# HG changeset patch
# User Yoshua Bengio <bengioy@iro.umontreal.ca>
# Date 1294601703 18000
# Node ID 5c67f674d724e4f2121fdf6de85a9de76224ec06
# Parent  ea31fee25147ab2e0394cf5c00e478b009c214d2
more changes to rebuttal

diff -r ea31fee25147 -r 5c67f674d724 writeup/aistats_review_response.txt
--- a/writeup/aistats_review_response.txt	Sun Jan 09 14:15:04 2011 -0500
+++ b/writeup/aistats_review_response.txt	Sun Jan 09 14:35:03 2011 -0500
@@ -3,7 +3,7 @@
 
 * Comparisons with shallower networks, but using unsupervised pre-training:
 e will add those results to the paper. Previous work in our group with
-very similar data (the InfiniteMNIST dataset were published in JMLR in 20102
+very similar data (the InfiniteMNIST dataset were published in JMLR in 2010
 "Why Does Unsupervised Pre-training Help Deep Learning?"). The results indeed
 show improvement when going from 1 to 2 and then 3 layers, even when using
 unsupervised pre-training (RBM or Denoising Auto-Encoder).
@@ -65,6 +65,21 @@
 to be fair, if we were to do so, we should also consider the same
 multi-stage decision process for the machine learning algorithms as well.
 
+* Size of labeled set: in our JMLR 2010 paper on deep learning (cited
+above), we already verified the effect of number of labeled examples on the
+deep learners and shallow learners (with or without unsupervised
+pre-training); see fig. 11 of that paper, which involves data very similar
+to those studied here. Basically (and somewhat surprisingly) the deep
+learners with unsupervised pre-training can take more advantage of a large
+amount of labeled examples, presumably because of the initialization effect
+(that benefits from the prior that representations that are useful for P(X)

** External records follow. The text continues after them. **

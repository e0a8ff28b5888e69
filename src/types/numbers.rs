// Copyright (c) 2024 Mike Tsao

//! Numeric types used throughout the system.

use core::ops::{Add, Mul, Sub};
use serde::{Deserialize, Serialize};

/// The primitive Rust type of a single rendered audio sample. Rendered values
/// occupy the low 24 bits of the 32-bit word.
pub type SampleType = i32;

/// [Sample] represents a single-channel, fixed-width audio sample as produced
/// by a paxel renderer.
#[derive(
    Clone, Copy, Debug, Default, PartialEq, Eq, PartialOrd, Ord, Hash, Serialize, Deserialize,
)]
pub struct Sample(pub SampleType);
impl Sample {
    /// The [SampleType] value of silence.
    pub const SILENCE_VALUE: SampleType = 0;
    /// A [Sample] that is silent.
    pub const SILENCE: Sample = Sample(Self::SILENCE_VALUE);
    /// The maximum positive [SampleType] value (24-bit full scale).
    pub const MAX_VALUE: SampleType = 0x7F_FFFF;
    /// A [Sample] having the maximum positive value.
    pub const MAX: Sample = Sample(Self::MAX_VALUE);
    /// The maximum negative [SampleType] value.
    pub const MIN_VALUE: SampleType = -Self::MAX_VALUE;
    /// A [Sample] having the maximum negative value.
    pub const MIN: Sample = Sample(Self::MIN_VALUE);

    /// Converts a floating-point signal value in [-1.0, 1.0] to a [Sample].
    /// Out-of-range values are clamped to full scale.
    pub fn from_signal(value: f64) -> Self {
        let scaled = (value.clamp(-1.0, 1.0) * Self::MAX_VALUE as f64).round();
        Self(scaled as SampleType)
    }
}
impl From<SampleType> for Sample {
    fn from(value: SampleType) -> Self {
        Sample(value)
    }
}
impl From<Sample> for SampleType {
    fn from(value: Sample) -> Self {
        value.0
    }
}

/// Frequency in Hertz. For a partial, any positive finite number.
#[derive(Clone, Copy, Debug, Default, PartialEq, PartialOrd, Serialize, Deserialize)]
#[serde(rename_all = "kebab-case")]
pub struct FrequencyHz(pub f64);
impl FrequencyHz {
    /// Whether this frequency can drive an oscillator.
    pub fn is_valid(&self) -> bool {
        self.0.is_finite() && self.0 > 0.0
    }
}
impl From<f64> for FrequencyHz {
    fn from(value: f64) -> Self {
        Self(value)
    }
}
impl From<FrequencyHz> for f64 {
    fn from(value: FrequencyHz) -> Self {
        value.0
    }
}
impl Add for FrequencyHz {
    type Output = Self;

    fn add(self, rhs: Self) -> Self::Output {
        Self(self.0 + rhs.0)
    }
}
impl Sub for FrequencyHz {
    type Output = Self;

    fn sub(self, rhs: Self) -> Self::Output {
        Self(self.0 - rhs.0)
    }
}
impl Mul<f64> for FrequencyHz {
    type Output = Self;

    fn mul(self, rhs: f64) -> Self::Output {
        Self(self.0 * rhs)
    }
}
impl core::fmt::Display for FrequencyHz {
    fn fmt(&self, f: &mut core::fmt::Formatter<'_>) -> core::fmt::Result {
        write!(f, "{:.2}Hz", self.0)
    }
}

+are also useful for P(Y|X)), and the effect does not disappear when the
+number of labeled examples increases. Other work in the semi-supervised
+setting (Lee et al, NIPS2009, "Unsupervised feature learning...") also show
+that the advantage of unsupervised feature learning by a deep architecture
+is most pronounced in the semi-supervised setting with very few labeled
+examples. Adding the training curve in the self-taught settings of this AISTAT
+submission is a good idea, but probably unlikely to provide results
+different from the above already reported in the literature in similar
+settings.
 
-* Size of labeled set:
-